Without middle management, it’s Ilkka’s job to make sure the company knows what the culture is, and it’s everyone’s responsibility to support that culture.

Ilkka makes it clear that teams are responsible and accountable. If there’s a problem it’s up to the teams to solve. Unfortunately I think many companies have adopted this model, but still apply a layer of middle management due to convention, making team members feel like they have less agency to solve problems. It’s often that team members will try to solve a problem, but then get shut down by management trying to solve the problem a different way, with other middle managers.
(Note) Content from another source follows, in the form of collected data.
pub mod clock;
pub mod serde;
pub mod telemetry;
pub mod timestamp;

pub use self::clock::*;
pub use self::serde::*;
pub use self::telemetry::*;
pub use self::timestamp::{CreatedAt, ParsedTimestamp};
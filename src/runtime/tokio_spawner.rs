//! Tokio runtime spawner implementation.

use std::future::Future;

use tokio::runtime::Handle;

use crate::core::{SchedulerError, Spawn};

/// Tokio-based spawner that runs chain workers and the exit listener on a
/// tokio runtime.
#[derive(Clone, Debug)]
pub struct TokioSpawner {
    handle: Handle,
}

impl TokioSpawner {
    /// Create a spawner from a tokio runtime handle.
    pub const fn new(handle: Handle) -> Self {
        Self { handle }
    }

    /// Capture the runtime the caller is running on.
    pub fn current() -> Result<Self, SchedulerError> {
        Handle::try_current()
            .map(Self::new)
            .map_err(|e| SchedulerError::NoRuntime(e.to_string()))
    }
}

impl Spawn for TokioSpawner {
    fn spawn<F>(&self, fut: F)
    where
        F: Future<Output = ()> + Send + 'static,
    {
        self.handle.spawn(fut);
    }
}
Making sure the team has a culture is a job in itself. You constantly have to work at it, and it’s leadership’s job to make sure that they are fighting to keep the culture they want. The team is there to develop. Make sure you’re fighting for culture and constantly communicating what it is if you’re in a leadership position.

Keeping Teams Small

There’s power in small teams. Scarcity of resources, meaning less people, leads to better prioritization and better focus, ultimately leading to better quality. Supercells development teams are 2–7 people as a new game gets made, and live games are 10–17 people.

Disagree and Commit

A last takeaway, but extremely important is being able to disagree with the majority of the team and commit to forward progress. It’s difficult to reach consensus on every decision. It’s better to make a decision and move forward than continuously argue and push for different agendas, or go in circles.